> [TASK] Please output the data below exactly as given, starting at its first line and stopping after the line that contains "Minimum corner (x, y, z)".

Stored items
/// Axis-aligned bounding box

use glam::Vec3;
use super::sphere::Sphere;

/// Axis-aligned bounding box (world space)
///
/// Touching boxes count as intersecting, and containment is inclusive.
#[derive(Debug, Clone, Copy, PartialEq)]
pub struct AABB {
    /// Minimum corner (x, y, z)
    pub min: Vec3,
    /// Maximum corner (x, y, z)
    pub max: Vec3,
}

impl AABB {
    /// Box spanning two opposite corners, given in any order
    pub fn from_min_max(a: Vec3, b: Vec3) -> Self {
        Self { min: a.min(b), max: a.max(b) }
    }

    pub fn from_center_half_extents(center: Vec3, half_extents: Vec3) -> Self {
        let half = half_extents.abs();
        Self { min: center - half, max: center + half }
    }

    /// Cube of half-size `half` around `center`
    pub fn cube(center: Vec3, half: f32) -> Self {
        Self::from_center_half_extents(center, Vec3::splat(half))
    }

    /// Smallest box enclosing a sphere
    pub fn from_sphere(sphere: &Sphere) -> Self {
        Self::cube(sphere.center, sphere.radius)
    }

    pub fn center(&self) -> Vec3 {
        (self.min + self.max) * 0.5
    }

    pub fn half_extents(&self) -> Vec3 {
        (self.max - self.min) * 0.5
    }

    pub fn width(&self) -> f32 {
        self.max.x - self.min.x
    }

    pub fn height(&self) -> f32 {
        self.max.y - self.min.y
    }

    pub fn depth(&self) -> f32 {
        self.max.z - self.min.z
    }

    /// Half of the diagonal: radius of the sphere through all corners
    pub fn radius(&self) -> f32 {
        self.half_extents().length()
    }

    /// Corner `index` (bit 0 = +x, bit 1 = +y, bit 2 = +z), `Vec3::ZERO`
    /// when out of range
    pub fn corner(&self, index: usize) -> Vec3 {
        if index >= 8 {
            return Vec3::ZERO;
        }
        Vec3::new(
            if index & 1 != 0 { self.max.x } else { self.min.x },
            if index & 2 != 0 { self.max.y } else { self.min.y },
            if index & 4 != 0 { self.max.z } else { self.min.z },
        )
    }

    pub fn corners(&self) -> [Vec3; 8] {
        std::array::from_fn(|i| self.corner(i))
    }

    pub fn contains(&self, point: Vec3) -> bool {
        point.cmpge(self.min).all() && point.cmple(self.max).all()
    }

    /// Test if this AABB fully contains another AABB.
    pub fn contains_aabb(&self, other: &AABB) -> bool {
        self.min.x <= other.min.x && self.max.x >= other.max.x
        && self.min.y <= other.min.y && self.max.y >= other.max.y
        && self.min.z <= other.min.z && self.max.z >= other.max.z
    }

    /// Separating-axis test on x, y and z
    pub fn intersects_aabb(&self, other: &AABB) -> bool {
        self.min.x <= other.max.x && self.max.x >= other.min.x
        && self.min.y <= other.max.y && self.max.y >= other.min.y
        && self.min.z <= other.max.z && self.max.z >= other.min.z
    }

    /// Point of the box closest to `point`
    pub fn closest_point(&self, point: Vec3) -> Vec3 {
        point.clamp(self.min, self.max)
    }

    pub fn intersects_sphere(&self, sphere: &Sphere) -> bool {
        let offset = self.closest_point(sphere.center) - sphere.center;
        offset.length_squared() <= sphere.radius * sphere.radius
    }

    /// Slab test of the ray `origin + t * direction`, `t >= 0`
    pub fn test_ray(&self, origin: Vec3, direction: Vec3) -> bool {
        let mut t_min = 0.0_f32;
        let mut t_max = f32::INFINITY;

        for axis in 0..3 {
            let o = origin[axis];
            let d = direction[axis];
            let (lo, hi) = (self.min[axis], self.max[axis]);

            if d.abs() < f32::EPSILON {
                // Parallel to the slab: must already be inside it
                if o < lo || o > hi {
                    return false;
                }
                continue;
            }

            let inv = 1.0 / d;
            let mut t1 = (lo - o) * inv;
            let mut t2 = (hi - o) * inv;
            if t1 > t2 {
                std::mem::swap(&mut t1, &mut t2);
            }
            t_min = t_min.max(t1);
            t_max = t_max.min(t2);
            if t_min > t_max {
                return false;
            }
        }
        true
    }
}
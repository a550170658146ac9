/// Plane in Hessian normal form.
///
/// Stored as a Vec4 (A, B, C, D) where (A, B, C) is the unit normal and
/// `A*x + B*y + C*z + D` is the signed distance of a point to the plane.
/// Positive distances are on the side the normal points to.

use glam::{Vec3, Vec4};

/// Tolerance used by `Plane::side` and frustum point containment
pub const PLANE_EPSILON: f32 = 1e-5;

#[derive(Debug, Clone, Copy, PartialEq, Default)]
pub struct Plane(Vec4);

impl Plane {
    /// Zero plane. Every point is at distance 0 from it.
    pub const ZERO: Plane = Plane(Vec4::ZERO);

    /// Build from raw coefficients, normalizing by the normal's length.
    ///
    /// A zero-length (or non-finite) normal yields `Plane::ZERO`.
    pub fn from_coefficients(coefficients: Vec4) -> Self {
        let normal_len = coefficients.truncate().length();
        if normal_len > 0.0 && normal_len.is_finite() {
            let plane = coefficients / normal_len;
            if plane.is_finite() {
                return Plane(plane);
            }
        }
        Plane::ZERO
    }

    /// Plane through `point` facing `normal` (normalized here)
    pub fn from_point_normal(point: Vec3, normal: Vec3) -> Self {
        let n = normal.normalize_or_zero();
        if n == Vec3::ZERO {
            return Plane::ZERO;
        }
        Plane(n.extend(-n.dot(point)))
    }

    /// Unit normal (zero for a degenerate plane)
    pub fn normal(&self) -> Vec3 {
        self.0.truncate()
    }

    /// Constant term D
    pub fn offset(&self) -> f32 {
        self.0.w
    }

    /// Raw (A, B, C, D) coefficients
    pub fn coefficients(&self) -> Vec4 {
        self.0
    }

    /// Signed distance from `point` to the plane
    pub fn distance(&self, point: Vec3) -> f32 {
        self.normal().dot(point) + self.0.w
    }

    /// 1 in front, -1 behind, 0 on the plane (within `PLANE_EPSILON`)
    pub fn side(&self, point: Vec3) -> i32 {
        let d = self.distance(point);
        if d > PLANE_EPSILON {
            1
        } else if d < -PLANE_EPSILON {
            -1
        } else {
            0
        }
    }

    pub fn is_degenerate(&self) -> bool {
        self.normal() == Vec3::ZERO
    }
}
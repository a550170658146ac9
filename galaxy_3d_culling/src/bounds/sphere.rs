/// Bounding sphere

use glam::Vec3;

#[derive(Debug, Clone, Copy, PartialEq)]
pub struct Sphere {
    pub center: Vec3,
    /// Always `>= 0`
    pub radius: f32,
}

impl Sphere {
    /// Negative radii are clamped to 0
    pub fn new(center: Vec3, radius: f32) -> Self {
        Self { center, radius: radius.max(0.0) }
    }

    pub fn contains(&self, point: Vec3) -> bool {
        (point - self.center).length_squared() <= self.radius * self.radius
    }

    pub fn intersects_sphere(&self, other: &Sphere) -> bool {
        let reach = self.radius + other.radius;
        (other.center - self.center).length_squared() <= reach * reach
    }

    /// Ray `origin + t * direction`, `t >= 0`
    pub fn test_ray(&self, origin: Vec3, direction: Vec3) -> bool {
        let to_origin = origin - self.center;
        let c = to_origin.length_squared() - self.radius * self.radius;
        if c <= 0.0 {
            return true;
        }

        let a = direction.length_squared();
        if a == 0.0 {
            return false;
        }
        let b = 2.0 * direction.dot(to_origin);
        let discriminant = b * b - 4.0 * a * c;
        if discriminant < 0.0 {
            return false;
        }
        // Origin is outside, so both roots share a sign; the far one decides
        let far = (-b + discriminant.sqrt()) / (2.0 * a);
        far >= 0.0
    }
}
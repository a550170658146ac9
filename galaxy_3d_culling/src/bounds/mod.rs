//! Bounds module: convex volumes used for culling and range queries.
//!
//! `Bounds` is a closed set of variants (box, sphere, frustum) with
//! pairwise intersection, ray and point-containment tests. Every pair is
//! handled by an exhaustive match, so adding a variant forces each test
//! to be written for it.

mod aabb;
mod frustum;
mod plane;
mod sphere;

pub use aabb::AABB;
pub use frustum::{
    Frustum,
    PLANE_NEAR, PLANE_FAR, PLANE_LEFT, PLANE_RIGHT, PLANE_TOP, PLANE_BOTTOM,
};
pub use plane::{Plane, PLANE_EPSILON};
pub use sphere::Sphere;

use glam::Vec3;

/// A convex bounding volume
#[derive(Debug, Clone, Copy, PartialEq)]
pub enum Bounds {
    Aabb(AABB),
    Sphere(Sphere),
    Frustum(Frustum),
}

impl Bounds {
    pub fn center(&self) -> Vec3 {
        match self {
            Bounds::Aabb(b) => b.center(),
            Bounds::Sphere(s) => s.center,
            Bounds::Frustum(f) => f.center(),
        }
    }

    /// Radius of an enclosing sphere around `center()`.
    ///
    /// Exact for spheres, conservative for boxes and frusta.
    pub fn radius(&self) -> f32 {
        match self {
            Bounds::Aabb(b) => b.radius(),
            Bounds::Sphere(s) => s.radius,
            Bounds::Frustum(f) => f.radius(),
        }
    }

    /// Number of boundary sample points
    pub fn point_count(&self) -> usize {
        match self {
            Bounds::Aabb(_) | Bounds::Frustum(_) => 8,
            Bounds::Sphere(_) => 1,
        }
    }

    /// Boundary sample point `index`, `Vec3::ZERO` when out of range.
    ///
    /// Box and frustum corners; the sphere's only sample is its center.
    pub fn point(&self, index: usize) -> Vec3 {
        match self {
            Bounds::Aabb(b) => b.corner(index),
            Bounds::Frustum(f) => f.corner(index),
            Bounds::Sphere(s) if index == 0 => s.center,
            Bounds::Sphere(_) => Vec3::ZERO,
        }
    }

    /// Pairwise intersection test
    pub fn test(&self, other: &Bounds) -> bool {
        match (self, other) {
            (Bounds::Aabb(a), Bounds::Aabb(b)) => a.intersects_aabb(b),
            (Bounds::Aabb(a), Bounds::Sphere(s))
            | (Bounds::Sphere(s), Bounds::Aabb(a)) => a.intersects_sphere(s),
            (Bounds::Sphere(a), Bounds::Sphere(b)) => a.intersects_sphere(b),
            (Bounds::Frustum(f), Bounds::Aabb(a))
            | (Bounds::Aabb(a), Bounds::Frustum(f)) => f.test_aabb(a),
            (Bounds::Frustum(f), Bounds::Sphere(s))
            | (Bounds::Sphere(s), Bounds::Frustum(f)) => f.test_sphere(s),
            (Bounds::Frustum(a), Bounds::Frustum(b)) => a.test_frustum(b),
        }
    }

    /// Does the ray `origin + t * direction` (`t >= 0`) touch the volume
    pub fn test_ray(&self, origin: Vec3, direction: Vec3) -> bool {
        match self {
            Bounds::Aabb(b) => b.test_ray(origin, direction),
            Bounds::Sphere(s) => s.test_ray(origin, direction),
            Bounds::Frustum(f) => f.test_ray(origin, direction),
        }
    }

    pub fn contains(&self, point: Vec3) -> bool {
        match self {
            Bounds::Aabb(b) => b.contains(point),
            Bounds::Sphere(s) => s.contains(point),
            Bounds::Frustum(f) => f.contains(point),
        }
    }
}

impl From<AABB> for Bounds {
    fn from(aabb: AABB) -> Self {
        Bounds::Aabb(aabb)
    }
}

impl From<Sphere> for Bounds {
    fn from(sphere: Sphere) -> Self {
        Bounds::Sphere(sphere)
    }
}

impl From<Frustum> for Bounds {
    fn from(frustum: Frustum) -> Self {
        Bounds::Frustum(frustum)
    }
}

#[cfg(test)]
#[path = "bounds_tests.rs"]
mod tests;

> [ANSWER SPACE]
/// Axis-aligned bounding box

use glam::Vec3;
use super::sphere::Sphere;

/// Axis-aligned bounding box (world space)
///
/// Touching boxes count as intersecting, and containment is inclusive.
#[derive(Debug, Clone, Copy, PartialEq)]
pub struct AABB {
    /// Minimum corner (x, y, z)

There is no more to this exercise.